Underneath "Using Your Ability Scores", it states to add "the higher of your [Ability Score A] modifier and your [Ability Score B] modifier to your [Fortitude/Reflex/Will] defense." What does it mean by the "higher?" Do you choose which ability score to use depending on which one is the highest, or do you use both to calculate those defenses?

Also, underneath "Will," I think there's a typo?

Add the higher of your Wisdom modifier and your Charisma modifier to your Reflex defense.
 

Sanglorian

Adventurer
Reading through the rulebook and I have some questions.

Underneath "Using Your Ability Scores", it states to add "the higher of your [Ability Score A] modifier and your [Ability Score B] modifier to your [Fortitude/Reflex/Will] defense." What does it mean by the "higher?" Do you choose which ability score to use depending on which one is the highest, or do you use both to calculate those defenses?

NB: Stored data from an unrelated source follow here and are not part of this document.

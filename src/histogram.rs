//! Per-channel color histograms of converted frames.

use serde::Serialize;

use crate::error::EqualizationError;
use crate::frame::PixelBuffer;

/// Default number of bins for diagnostic histograms.
pub const DEFAULT_BINS: usize = 32;

/// Largest supported bin count: one bin per 8-bit intensity.
pub const MAX_BINS: usize = 256;

/// Number of channels tracked: red, green, blue, alpha.
pub const CHANNELS: usize = 4;

/// Channel names in histogram order.
pub const CHANNEL_NAMES: [&str; CHANNELS] = ["red", "green", "blue", "alpha"];

/// Bin counts per channel, in red, green, blue, alpha order.
///
/// Each channel splits 0..=255 into `bins` equal-width buckets. Every
/// channel's counts sum to the number of pixels accumulated.
#[derive(Debug, Clone, PartialEq, Eq, Serialize)]
pub struct Histogram {
    bins: usize,
    channels: Vec<Vec<u64>>,
}

impl Histogram {
    /// An empty four-channel histogram.
    pub fn new(bins: usize) -> Result<Self, EqualizationError> {
        if bins == 0 || bins > MAX_BINS {
            return Err(EqualizationError::InvalidBinCount(bins));
        }
        Ok(Self {
            bins,
            channels: vec![vec![0; bins]; CHANNELS],
        })
    }

    /// Build a histogram from raw counts.
    ///
    /// No shape checks happen here; anything consuming the histogram (see
    /// [`crate::equalize::EqualizationTable::from_histogram`]) validates it.
    pub fn from_counts(bins: usize, channels: Vec<Vec<u64>>) -> Self {
        Self { bins, channels }
    }

    /// Accumulate `buffer` into a fresh histogram.
    pub fn from_buffer(buffer: &PixelBuffer, bins: usize) -> Result<Self, EqualizationError> {
        let mut histogram = Self::new(bins)?;
        histogram.accumulate(buffer)?;
        Ok(histogram)
    }

    pub fn bins(&self) -> usize {
        self.bins
    }

    pub fn channel_count(&self) -> usize {
        self.channels.len()
    }

    /// Counts of channel `index` (0 = red .. 3 = alpha).
    pub fn channel(&self, index: usize) -> &[u64] {
        &self.channels[index]
    }

    pub fn red(&self) -> &[u64] {
        self.channel(0)
    }

    pub fn green(&self) -> &[u64] {
        self.channel(1)
    }

    pub fn blue(&self) -> &[u64] {
        self.channel(2)
    }

    pub fn alpha(&self) -> &[u64] {
        self.channel(3)
    }

    /// Number of pixels counted, taken from the first channel.
    pub fn total(&self) -> u64 {
        self.channels.first().map(|c| c.iter().sum()).unwrap_or(0)
    }

    /// Bin that an 8-bit value falls into.
    #[inline]
    pub fn bin_of(&self, value: u8) -> usize {
        value as usize * self.bins / 256
    }

    /// Zero every bin, keeping the allocation.
    pub fn clear(&mut self) {
        for channel in &mut self.channels {
            channel.fill(0);
        }
    }

    /// Add every pixel of `buffer` to the counts.
    ///
    /// The buffer is only read. A zero-area buffer adds nothing.
    pub fn accumulate(&mut self, buffer: &PixelBuffer) -> Result<(), EqualizationError> {
        let layout = buffer
            .format()
            .channel_layout()
            .ok_or(EqualizationError::UnsupportedFormat(buffer.format()))?;
        if self.channels.len() != CHANNELS {
            return Err(EqualizationError::ChannelMismatch {
                expected: CHANNELS,
                found: self.channels.len(),
            });
        }
        if buffer.is_empty() {
            return Ok(());
        }

        // Count per exact value first, then fold into bins
        let mut exact = [[0u64; 256]; CHANNELS];
        let offsets = layout.offsets();
        for y in 0..buffer.height() {
            for px in buffer.row(0, y).chunks_exact(4) {
                for (counts, offset) in exact.iter_mut().zip(offsets) {
                    counts[px[offset] as usize] += 1;
                }
            }
        }
        for (channel, counts) in self.channels.iter_mut().zip(&exact) {
            for (value, count) in counts.iter().enumerate() {
                channel[value * self.bins / 256] += count;
            }
        }
        Ok(())
    }
}
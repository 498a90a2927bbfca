//! Ship placement and hit tracking.

use core::fmt;

use crate::common::Position;

/// Orientation of a ship on the board.
#[derive(Debug, Clone, Copy, PartialEq, Eq)]
pub enum Orientation {
    /// Extends to the right of the start cell.
    Horizontal,
    /// Extends downward from the start cell.
    Vertical,
}

impl Orientation {
    /// Cells covered by a ship of `size` starting at `start`, or `None` if a
    /// coordinate would overflow.
    ///
    /// Positions may fall outside the grid; the board validates them.
    pub fn cells(self, start: Position, size: usize) -> Option<Vec<Position>> {
        (0..size)
            .map(|i| match self {
                Orientation::Horizontal => {
                    start.col.checked_add(i).map(|col| Position::new(start.row, col))
                }
                Orientation::Vertical => {
                    start.row.checked_add(i).map(|row| Position::new(row, start.col))
                }
            })
            .collect()
    }
}

/// A ship placed on the board, with the subset of its cells that were hit.
#[derive(Clone, PartialEq, Eq)]
pub struct Ship {
    name: String,
    positions: Vec<Position>,
    hits: Vec<Position>,
}

impl Ship {
    pub fn new(name: impl Into<String>, positions: Vec<Position>) -> Self {
        Ship {
            name: name.into(),
            positions,
            hits: Vec::new(),
        }
    }

    /// Ship's name.
    pub fn name(&self) -> &str {
        &self.name
    }

    /// Ship's length.
    pub fn size(&self) -> usize {
        self.positions.len()
    }

    pub fn positions(&self) -> &[Position] {
        &self.positions
    }

    pub fn hits(&self) -> &[Position] {
        &self.hits
    }

    /// Returns `true` if `pos` is one of the ship's cells.
    pub fn occupies(&self, pos: Position) -> bool {
        self.positions.contains(&pos)
    }

    /// Register a hit at `pos`. Returns `true` if it was newly recorded.
    ///
    /// Positions the ship does not occupy and repeated hits are ignored, so
    /// the hit set never grows past the ship's length.
    pub fn register_hit(&mut self, pos: Position) -> bool {
        if !self.occupies(pos) || self.hits.contains(&pos) {
            return false;
        }
        self.hits.push(pos);
        true
    }

    /// Check if the ship is sunk (all segments hit).
    pub fn is_sunk(&self) -> bool {
        self.hits.len() == self.positions.len()
    }
}

impl fmt::Debug for Ship {
    fn fmt(&self, f: &mut fmt::Formatter<'_>) -> fmt::Result {
        write!(
            f,
            "Ship {{ name: \"{}\", positions: {:?}, hits: {}, sunk: {} }}",
            self.name,
            self.positions,
            self.hits.len(),
            self.is_sunk(),
        )
    }
}
use seabattle::{auto_play, FleetConfig, PlacementRule, BOARD_SIZE};
use rand::rngs::SmallRng;
use rand::SeedableRng;

#[test]
fn test_auto_play_reaches_a_winner() {
    let fleet = FleetConfig::standard();
    for seed in 0..8u64 {
        let mut rng1 = SmallRng::seed_from_u64(seed);
        let mut rng2 = SmallRng::seed_from_u64(seed.wrapping_add(1));
        let report = auto_play(&fleet, PlacementRule::Permissive, &mut rng1, &mut rng2).unwrap();

        let winner = &report.players[report.winner];
        let loser = &report.players[1 - report.winner];
        assert_eq!(winner.hits, fleet.total_cells());
        assert_eq!(loser.ships_remaining, 0);
        assert!(winner.ships_remaining > 0);
        assert!(report.turns <= BOARD_SIZE * BOARD_SIZE);
        assert_eq!(report.players[0].shots, report.turns);
    }
}

#[test]
fn test_auto_play_is_reproducible() {
    let fleet = FleetConfig::standard();
    let play = || {
        let mut rng1 = SmallRng::seed_from_u64(1);
        let mut rng2 = SmallRng::seed_from_u64(2);
        auto_play(&fleet, PlacementRule::NoTouching, &mut rng1, &mut rng2).unwrap()
    };
    let (a, b) = (play(), play());
    assert_eq!(a.winner, b.winner);
    assert_eq!(a.turns, b.turns);
    assert_eq!(a.players[1].hits, b.players[1].hits);
}
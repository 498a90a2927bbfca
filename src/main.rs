use seabattle::{init_logging, FleetConfig, GameController, PlacementRule, Side};

use clap::Parser;
use rand::rngs::SmallRng;
use rand::SeedableRng;

/// Play Battleship against the computer on a 10x10 board.
#[derive(Parser)]
#[command(author, version, about, long_about = None)]
struct Cli {
    #[arg(long, help = "Fix RNG seed for reproducible games (e.g., --seed 12345)")]
    seed: Option<u64>,
    #[arg(long, help = "Forbid ships from touching, even diagonally")]
    no_touching: bool,
    #[arg(long, default_value = "You", help = "Name shown for the human player")]
    name: String,
}

fn main() -> anyhow::Result<()> {
    init_logging();
    let cli = Cli::parse();

    let rng = if let Some(s) = cli.seed {
        println!("Using fixed seed: {} (game will be reproducible)", s);
        SmallRng::seed_from_u64(s)
    } else {
        let mut seed_rng = rand::rng();
        SmallRng::from_rng(&mut seed_rng)
    };
    let rule = if cli.no_touching {
        PlacementRule::NoTouching
    } else {
        PlacementRule::Permissive
    };

    let mut game = GameController::new(cli.name, FleetConfig::standard(), rule, rng);
    let stdin = std::io::stdin();
    let mut input = stdin.lock();
    let mut out = std::io::stdout();
    let outcome = game.run(&mut input, &mut out)?;

    if outcome.abandoned() {
        println!("\nInput closed after {} turn(s). Goodbye.", outcome.turns);
    } else if outcome.winner() == Some(Side::Human) {
        println!("Victory in {} turn(s).", outcome.turns);
    }
    Ok(())
}
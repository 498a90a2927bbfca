use seabattle::{auto_play, init_logging, FleetConfig, PlacementRule};
use rand::{rngs::SmallRng, SeedableRng};
use serde_json::json;

fn main() -> anyhow::Result<()> {
    init_logging();
    let args: Vec<String> = std::env::args().collect();
    if args.len() != 3 {
        eprintln!("Usage: {} <seed1> <seed2>", args[0]);
        std::process::exit(1);
    }
    let seed1: u64 = args[1].parse()?;
    let seed2: u64 = args[2].parse()?;

    let mut rng1 = SmallRng::seed_from_u64(seed1);
    let mut rng2 = SmallRng::seed_from_u64(seed2);

    let report = auto_play(
        &FleetConfig::standard(),
        PlacementRule::Permissive,
        &mut rng1,
        &mut rng2,
    )?;

    let result = json!({
        "winner": report.players[report.winner].name,
        "turns": report.turns,
        "player1": report.players[0],
        "player2": report.players[1],
    });

    println!("{}", serde_json::to_string(&result)?);
    Ok(())
}
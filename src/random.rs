//! Randomness as an injected capability.

use rand::Rng;

/// Source of the random choices made during placement and targeting.
pub trait RandomSource {
    /// Uniform integer in `min..=max`.
    fn next_int(&mut self, min: usize, max: usize) -> usize;

    /// Fair coin flip.
    fn next_bool(&mut self) -> bool;
}

impl<R: Rng> RandomSource for R {
    fn next_int(&mut self, min: usize, max: usize) -> usize {
        self.random_range(min..=max)
    }

    fn next_bool(&mut self) -> bool {
        self.random()
    }
}
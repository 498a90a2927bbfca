use std::process::Command;

#[test]
fn sim_binary_smoke() {
    let output = Command::new(env!("CARGO_BIN_EXE_sim"))
        .args(["1", "2"])
        .output()
        .expect("failed to run sim binary");
    assert!(output.status.success());
    let stdout = String::from_utf8(output.stdout).expect("non utf8 output");
    let v: serde_json::Value = serde_json::from_str(stdout.trim()).expect("invalid json");
    assert!(v["winner"].is_string());
    assert!(v["turns"].as_u64().unwrap() > 0);
    assert_eq!(v["player1"]["name"], "player1");
}

#[test]
fn sim_binary_rejects_missing_seeds() {
    let output = Command::new(env!("CARGO_BIN_EXE_sim"))
        .output()
        .expect("failed to run sim binary");
    assert_eq!(output.status.code(), Some(1));
}
//! Common types for Battleship: grid coordinates, cell states, attack results
//! and board errors.

use core::fmt;
use serde::{Deserialize, Serialize};

/// A (row, col) coordinate on the board.
#[derive(Debug, Clone, Copy, PartialEq, Eq, PartialOrd, Ord, Hash, Serialize, Deserialize)]
pub struct Position {
    pub row: usize,
    pub col: usize,
}

impl Position {
    pub const fn new(row: usize, col: usize) -> Self {
        Self { row, col }
    }
}

impl From<(usize, usize)> for Position {
    fn from((row, col): (usize, usize)) -> Self {
        Self { row, col }
    }
}

/// State of a single grid cell.
#[derive(Debug, Clone, Copy, PartialEq, Eq, Hash, Serialize, Deserialize)]
pub enum CellState {
    Water,
    /// Never shown on an opponent's view.
    ShipPresent,
    Hit,
    Miss,
    Sunk,
}

impl CellState {
    /// Returns `true` once the cell has been resolved by an attack.
    pub fn is_resolved(self) -> bool {
        matches!(self, CellState::Hit | CellState::Miss | CellState::Sunk)
    }
}

/// Outcome of a single attack against a board.
#[derive(Debug, Clone, Copy, PartialEq, Eq, Hash, Serialize, Deserialize)]
pub enum AttackResult {
    /// Attack landed on open water.
    Miss,
    /// Attack hit a ship that is still afloat.
    Hit,
    /// Attack sank a ship, but the fleet survives.
    Sunk,
    /// Cell was already resolved; nothing changed.
    AlreadyTried,
    /// Attack sank the last ship of the fleet.
    Win,
}

impl AttackResult {
    /// Knowledge an attacker gains about the target cell, if any.
    pub fn revealed_state(self) -> Option<CellState> {
        match self {
            AttackResult::Hit => Some(CellState::Hit),
            AttackResult::Sunk | AttackResult::Win => Some(CellState::Sunk),
            AttackResult::Miss => Some(CellState::Miss),
            AttackResult::AlreadyTried => None,
        }
    }
}

/// Errors returned by Board and Player operations.
#[derive(Debug, Clone, PartialEq, Eq)]
pub enum BoardError {
    /// Coordinate lies outside the grid.
    OutOfBounds(Position),
    /// Random placement could not fit a ship within the attempt budget.
    PlacementExhausted { ship: String, attempts: usize },
    /// The board has no unresolved cell left to fire at.
    NoLegalShot,
}

impl fmt::Display for BoardError {
    fn fmt(&self, f: &mut fmt::Formatter<'_>) -> fmt::Result {
        match self {
            BoardError::OutOfBounds(p) => {
                write!(f, "Position out of bounds: row={}, col={}", p.row, p.col)
            }
            BoardError::PlacementExhausted { ship, attempts } => {
                write!(f, "Failed to place {} after {} attempts", ship, attempts)
            }
            BoardError::NoLegalShot => write!(f, "No untried position left on the board"),
        }
    }
}

impl std::error::Error for BoardError {}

Also, underneath "Will," I think there's a typo?
Thanks for your questions.

It means the former: if you have a Constitution modifier of +3 and a Strength modifier of +2, you add +3 to your Fortitude defense.

Good catch on the typo -- I'll correct in the next version.
 

jeffh

Adventurer
Underneath "Using Your Ability Scores", it states to add "the higher of your [Ability Score A] modifier and your [Ability Score B] modifier to your [Fortitude/Reflex/Will] defense." What does it mean by the "higher?" Do you choose which ability score to use depending on which one is the highest, or do you use both to calculate those defenses?
I'm always curious when people find stuff like this confusing, as it's always good to have clearer ways of conveying this kind of information when writing rules. Writing these somewhat mathematical bits has a lot of pitfalls. A wording that is completely clear to me will often just confuse my more math-phobic friends, while wordings that they actually find helpful often strike me as ambiguous or incomplete. (Maybe they give a clear answer 98% of the time but the 2% where they don't really bothers me.) So I hope you'll indulge me in asking a few questions.

(It is quite possible I'm massively overthinking this, all my questions have the same obvious-once-you-see-it answer, and this is a lot simpler than it looks to me. That would be kind of nice, actually!)
  • I'm a bit unclear on what the source of confusion was here. If you can articulate it, what made this wording confusing to you? (I know, I know, "why are you confused about _______" can be a difficult and even aggressive-sounding question. To be able to answer that question would, in some cases, require being no longer confused! If it's hard to say, it's hard to say.)
  • What, to you, would be a clearer way to say the same thing?
  • What made you think it might mean you used both scores? (And, used them how, exactly)?
  • You yourself used the word "higher" in the first (correct) one of your two options. To me this makes your question seem almost the same as "does 'higher' mean 'higher'?". Obviously, to you it didn't seem that way, or you wouldn't have asked! What makes the two "higher"s seem to you like they might mean different things?
I hope this comes off as genuine curiosity and desire to improve my own explanations, and not as badgering. That's an awful lot of text for such a small point! I'm somewhat sorry about that :giggle:.